Summer 2015 Courses

English classes
Writing classes

English classes

ENG 301U TOPICS: Shakespeare & Genre

Instructor: Jonathan Walker

In this course we will read and discuss four Shakespearean plays: A Midsummer Night’s Dream, King Richard II, Pericles, Prince of Tyre, and Titus Andronicus. Titus Andronicus is perhaps Shakespeare’s earliest tragedy, which was first printed in 1594 with no authorial attribution. Classified as a chronicle history play in the 1623 Folio—the first collection of Shakespeare’s plays, from which this course takes its title—Richard II recounts historical events in England’s recent past. Instead of being called a “history” play, however, the first printed edition was titled The Tragedie of King Richard the second (1597). Pericles didn’t appear in a Shakespeare Folio until 1664, and is now usually called a “romance,” which is a modern label. Finally, A Midsummer Night’s Dream is one of Shakespeare’s premier early comedies, featuring romance, magic, and mistaken identities.

One of our guiding questions in this class will center on the generic or formal identities of these plays. In other words, we will discuss what it is that makes these plays either tragical, historical, or comical, while at the same time considering the possibility that such classifications are themselves forms of mistaken identity. We will examine how the literary forms of tragedy, history, and comedy predispose us as readers and playgoers to interpret dramatic action in certain ways, and, in turn, how the plays’ disruption or frustration of our formal expectations transforms the possibilities of interpretation.
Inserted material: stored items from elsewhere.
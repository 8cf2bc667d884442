//! Shared helpers for the integration tests

#![allow(dead_code)]

use std::sync::Arc;

use calform_core::resource::{Resource, Value};
use calform_provider_googlecalendar::auth::TokenSource;
use calform_provider_googlecalendar::{CalendarClient, GoogleCalendarProvider};
use serde_json::json;
use wiremock::{MockServer, Request};

pub const TOKEN: &str = "ya29.test-token";

pub fn init_logging() {
    let _ = env_logger::builder().is_test(true).try_init();
}

/// Provider talking to `server` with a fixed bearer token
pub fn provider_for(server: &MockServer) -> GoogleCalendarProvider {
    let client =
        CalendarClient::new(reqwest::Client::new(), TokenSource::fixed(TOKEN)).with_base_url(server.uri());
    GoogleCalendarProvider::with_client(Arc::new(client))
}

pub fn block(pairs: &[(&str, Value)]) -> Value {
    Value::Map(
        pairs
            .iter()
            .map(|(k, v)| (k.to_string(), v.clone()))
            .collect(),
    )
}

pub fn attendee(email: &str, optional: bool) -> Value {
    block(&[
        ("email", Value::from(email)),
        ("optional", Value::Bool(optional)),
    ])
}

/// Minimal valid event configuration
pub fn standup() -> Resource {
    Resource::new("event", "standup")
        .with_attribute("summary", Value::from("Standup"))
        .with_attribute("start", Value::from("2024-03-15T10:00:00+01:00"))
        .with_attribute("end", Value::from("2024-03-15T10:15:00+01:00"))
        .with_attribute("timezone", Value::from("Europe/Paris"))
}

/// Event as the Calendar API returns it
pub fn remote_event(id: &str) -> serde_json::Value {
    json!({
        "kind": "calendar#event",
        "etag": "\"3181161784712000\"",
        "id": id,
        "status": "confirmed",
        "htmlLink": format!("https://www.google.com/calendar/event?eid={}", id),
        "summary": "Standup",
        "start": {"dateTime": "2024-03-15T10:00:00+01:00", "timeZone": "Europe/Paris"},
        "end": {"dateTime": "2024-03-15T10:15:00+01:00", "timeZone": "Europe/Paris"},
        "transparency": "opaque",
        "guestsCanModify": true,
        "reminders": {"useDefault": true}
    })
}

/// JSON body of a recorded request
pub fn body_json(request: &Request) -> serde_json::Value {
    serde_json::from_slice(&request.body).unwrap()
}

/// All requests the server saw with the given method
pub async fn requests_with_method(server: &MockServer, method: &str) -> Vec<Request> {
    server
        .received_requests()
        .await
        .unwrap()
        .into_iter()
        .filter(|r| r.method.as_str() == method)
        .collect()
}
We will likewise give attention to questions of social class, race, and gender (among other issues) as they are posed by these four plays and by the larger English Renaissance culture from which they come.

Most of our in-class time will involve discussing such questions in these four texts, along with a few other short readings. There will be very few lectures. The course will therefore require you to have read the plays carefully and to be prepared to discuss and ask questions about them during class meetings. Because of the course’s discussion-based format, its success will depend upon everyone’s active participation as we seek to answer these various questions together.

ENG 304 CRITICAL THEORY OF CINEMA

Instructor: Michael Clark 

ENG 305 TOPICS IN FILM: Imaginarium in Film

Instructor: William Bohnaker 

ENG 305 TOPICS IN FILM: Africa in Western Film

Instructor: Sarah Lincoln

“The cinema is war pursued by other means.” — Sylvère Lotringer

Since the earliest days of cinema, the "dark continent" has fascinated filmmakers and audiences, and provided a setting or subject for hundreds of Hollywood films, from big-budget epics to now-forgotten "B" movies. Recently, with films like Hotel Rwanda, Blood Diamond, The Constant Gardener, The Last King of Scotland and Tears of the Sun, Hollywood has once again turned its attention to Africa. Why Africa, why now?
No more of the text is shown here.